In the first of the novel's three sections, we learn that Darnay's father and uncle were responsible for the imprisonment of Dr. Manette, and we see the fruits of despotism in his wasted, spectral figure. But it is not until Book Two that Dickens gives us a first-hand example of the callous indifference that the French aristocracy has adopted toward the common people. When the gilded carriage of the Marquis St. Evermonde tramples Gaspard's child, leaving behind a tossed gold coin in its wake, it is apparent that the rule of the great lords is directly responsible for misery that the peasants and workmen of France have suffered for so long. We later learn that Madame DeFarge's entire family has been raped or murdered by the Evermondes, and that these crimes are characteristic of the entire class of aristocrats.

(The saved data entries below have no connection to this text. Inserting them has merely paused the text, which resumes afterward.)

//! Webhook signature verification. The provider signs the full request URL
//! concatenated with every form field, sorted by name, keyed on the account
//! auth token; the hex digest arrives in the signature header. Verification
//! fails closed and compares in constant time.

use hmac::{Hmac, Mac};
use sha2::Sha256;

use leadline_domain::token::{decode_hex, encode_hex};

pub const SIGNATURE_HEADER: &str = "x-telephony-signature";

type HmacSha256 = Hmac<Sha256>;

pub fn compute_signature(auth_token: &str, url: &str, params: &[(String, String)]) -> String {
	let Ok(mut mac) = HmacSha256::new_from_slice(auth_token.as_bytes()) else {
		return String::new();
	};
	let mut sorted: Vec<_> = params.iter().collect();

	sorted.sort_by(|a, b| a.0.cmp(&b.0));

	mac.update(url.as_bytes());

	for (key, value) in sorted {
		mac.update(key.as_bytes());
		mac.update(value.as_bytes());
	}

	encode_hex(&mac.finalize().into_bytes())
}

pub fn verify_signature(
	auth_token: &str,
	url: &str,
	params: &[(String, String)],
	provided_hex: &str,
) -> bool {
	let Some(provided) = decode_hex(provided_hex) else {
		return false;
	};
	let Ok(mut mac) = HmacSha256::new_from_slice(auth_token.as_bytes()) else {
		return false;
	};
	let mut sorted: Vec<_> = params.iter().collect();

	sorted.sort_by(|a, b| a.0.cmp(&b.0));

	mac.update(url.as_bytes());

	for (key, value) in sorted {
		mac.update(key.as_bytes());
		mac.update(value.as_bytes());
	}

	mac.verify_slice(&provided).is_ok()
}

Despite the evident injustices, Dickens depicts the French Revolution of Book Three in elemental terms, as a storm driven by a passion for revenge. It is not social injustice of the ancient regime, but individual barbarity, which Dickens assaults. Indeed, an intemperate urge for revenge is presented by the author as being as evil as the indifference of the aristocrats to the miseries that they have inflicted. Arguably, the work's central villain is not Darnay's uncle, but his chief accuser, Madame DeFarge. The French mob hangs the aristocrat Foulon without trial and they hold captive Monsieur Gabelle, a St. Evermonde family retainer whose only offense is that he has served in an aristocrat's household. Moreover, in the second French trial of Charles Darnay, there is no...

(The entire section is 8,161 words.)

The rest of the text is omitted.